The demand for a poll may be withdrawn by the person who makes such demand. Further details of the procedure for demanding a poll were set out in the articles of association of the Company available for inspection during normal business hours at the principal place of business of the Company in Hong Kong as set out in the section headed “Document available for Inspection” of this appendix.

8. MISCELLANEOUS

(a) The joint company secretaries of the Company are Huang Bin and Li Man Kit. Mr. Li is an associate member of the Institute of Chartered Secretaries and Administrators, UK and the Hong Kong Institute of Company Secretaries.

(b) The qualified accountant of the Company is David Tze-kin Ng. Mr. Ng is a member of the Hong Kong Institute of Certified Public Accountants.

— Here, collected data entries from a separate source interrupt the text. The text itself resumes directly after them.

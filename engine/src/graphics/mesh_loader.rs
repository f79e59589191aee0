//! Mesh file loading
//!
//! Runs on loader threads; produces CPU-side [`Model`] data only.

use crate::graphics::mesh::{MeshData, Model, Vertex};
use glam::Vec3;
use std::path::Path;
use tracing::{debug, info};

/// Errors that can occur during mesh loading
#[derive(Debug, thiserror::Error)]
pub enum MeshLoadError {
    #[error("IO error: {0}")]
    Io(#[from] std::io::Error),

    #[error("OBJ loading error: {0}")]
    ObjLoad(#[from] tobj::LoadError),

    #[error("Unsupported file format: {0}")]
    UnsupportedFormat(String),

    #[error("No mesh data found in file")]
    NoMeshData,
}

/// Load every mesh contained in a file
pub fn load_model(path: &Path) -> Result<Model, MeshLoadError> {
    let extension = path
        .extension()
        .and_then(|ext| ext.to_str())
        .map(|s| s.to_lowercase())
        .unwrap_or_default();

    match extension.as_str() {
        "obj" => load_obj(path),
        ext => Err(MeshLoadError::UnsupportedFormat(ext.to_string())),
    }
}

fn load_obj(path: &Path) -> Result<Model, MeshLoadError> {
    info!(path = ?path, "Loading OBJ file");

    let (models, _materials) = tobj::load_obj(
        path,
        &tobj::LoadOptions {
            triangulate: true,
            single_index: true,
            ..Default::default()
        },
    )?;

    if models.is_empty() {
        return Err(MeshLoadError::NoMeshData);
    }

    let meshes: Vec<MeshData> = models.iter().map(convert_mesh).collect();
    let name = path
        .file_stem()
        .and_then(|stem| stem.to_str())
        .unwrap_or_default()
        .to_string();

    debug!(model = %name, mesh_count = meshes.len(), "Parsed OBJ model");
    Ok(Model {
        name,
        meshes,
        gpu: Vec::new(),
    })
}

fn convert_mesh(model: &tobj::Model) -> MeshData {
    let mesh = &model.mesh;
    let vertex_count = mesh.positions.len() / 3;

    let mut vertices: Vec<Vertex> = (0..vertex_count)
        .map(|i| {
            let p = i * 3;
            let t = i * 2;
            let uv = if t + 1 < mesh.texcoords.len() {
                [mesh.texcoords[t], mesh.texcoords[t + 1]]
            } else {
                [0.0, 0.0]
            };
            let normal = if p + 2 < mesh.normals.len() {
                [mesh.normals[p], mesh.normals[p + 1], mesh.normals[p + 2]]
            } else {
                [0.0, 1.0, 0.0]
            };
            Vertex::new(
                [mesh.positions[p], mesh.positions[p + 1], mesh.positions[p + 2]],
                normal,
                uv,
            )
        })
        .collect();

    if mesh.normals.is_empty() {
        calculate_normals(&mut vertices, &mesh.indices);
    }

    MeshData {
        name: model.name.clone(),
        vertices,
        indices: mesh.indices.clone(),
    }
}

/// Accumulate face normals into each vertex; degenerate faces contribute nothing
fn calculate_normals(vertices: &mut [Vertex], indices: &[u32]) {
    let mut accumulated = vec![Vec3::ZERO; vertices.len()];

    for face in indices.chunks_exact(3) {
        let [i0, i1, i2] = [face[0] as usize, face[1] as usize, face[2] as usize];
        if i0 >= vertices.len() || i1 >= vertices.len() || i2 >= vertices.len() {
            continue;
        }

        let v0 = Vec3::from(vertices[i0].position);
        let v1 = Vec3::from(vertices[i1].position);
        let v2 = Vec3::from(vertices[i2].position);
        let face_normal = (v1 - v0).cross(v2 - v0).normalize_or_zero();

        for i in [i0, i1, i2] {
            accumulated[i] += face_normal;
        }
    }

    for (vertex, normal) in vertices.iter_mut().zip(accumulated) {
        vertex.normal = normal.normalize_or(Vec3::Y).to_array();
    }
}

#[cfg(test)]
mod tests {
    use super::*;
    use std::fs;
    use tempfile::TempDir;

    #[test]
    fn test_unsupported_format() {
        let result = load_model(Path::new("test.fbx"));
        assert!(matches!(result, Err(MeshLoadError::UnsupportedFormat(_))));
    }

    #[test]
    fn test_load_obj_computes_missing_normals() {
        let dir = TempDir::new().unwrap();
        let path = dir.path().join("quad.obj");
        fs::write(
            &path,
            "o Quad\nv 0 0 0\nv 1 0 0\nv 1 1 0\nv 0 1 0\nf 1 2 3\nf 1 3 4\n",
        )
        .unwrap();

        let model = load_model(&path).unwrap();
        assert_eq!(model.name, "quad");
        assert_eq!(model.meshes.len(), 1);
        assert_eq!(model.meshes[0].indices.len(), 6);
        for vertex in &model.meshes[0].vertices {
            assert!((Vec3::from(vertex.normal) - Vec3::Z).length() < 1e-5);
        }
    }

    #[test]
    fn test_degenerate_face_keeps_finite_normals() {
        let mut vertices = vec![Vertex::new([0.0; 3], [0.0; 3], [0.0; 2]); 3];
        calculate_normals(&mut vertices, &[0, 1, 2]);
        for vertex in vertices {
            assert!(Vec3::from(vertex.normal).is_finite());
        }
    }
}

(c) The registered address of the Company is at 9/F, Blue Sky Mansion, 28 Tianzhu Road, Zone A, Tianzhu Airport Industrial Zone, Shunyi District, Beijing, China. The head office of the Company is at South Terminal, Beijing Capital International Airport, Chaoyang District, Beijing, China.

(d) The Hong Kong branch share registrar and transfer office of the Company is Computershare Hong Kong Investor Services Limited, Rooms 1712-1716, 17th Floor, Hopewell Centre, 183 Queen’s Road East, Wanchai, Hong Kong.

9. EXPERT AND CONSENT

BOCOM International, the Independent Financial Adviser to the Independent Board Committee and independent Shareholders of the Company in respect of the connected transaction, is a corporation licensed to carry on type 1 (dealing in securities) and type 6 (advising on corporate finance) of the regulated activities under the SFO.

As at the Latest Practicable Date, BOCOM International was not beneficially interested in the share capital of any member of the Group and did not have any right, whether legally enforceable or not, to subscribe for or to nominate persons to subscribe for securities in any member of the Group and did not have any interest, direct or indirect, in any assets which had been, since 31 December 2006 (the date to which the latest published audited financial statements of the Group were made up), acquired or disposed of by or leased to any member of the Group, or are proposed to be acquired or disposed of by or leased to any member of the Group.

BOCOM International issued a letter dated 24 January 2008 for the purpose of incorporation in this circular, in connection with its advice to the Independent Board Committee and the independent Shareholders in relation to the terms of Sale and Purchase Agreement. BOCOM International has given and has not withdrawn its written consent to the issue of this circular with the inclusion of its letter and the reference to its name included herein in the form and context in which it appears.

–24– APPENDIX GENERAL INFORMATION

10. DOCUMENTS AVAILABLE FOR INSPECTION

Copies of the following documents are available for inspection during normal business hours at the principal place of business of the Company in Hong Kong at 5th Floor, CNAC House 12 Tung Fai Road, Hong Kong International Airport, Hong Kong up to and including 25 February 2008:

(a) the articles of association of the Company;

(b) the Sale and Purchase Agreement;

(c) the letter from the Independent Board Committee to the independent Shareholders of the Company, the text of which is set out on pages 9 to 10 of this circular;

(d) the letter from the Independent Financial Adviser to the Independent Board Committee and the independent Shareholders of the Company, the text of which is set out on pages 11 to 18 of this circular; and

(e) the letter of consent referred to under the paragraph headed “Experts and consents” of this appendix.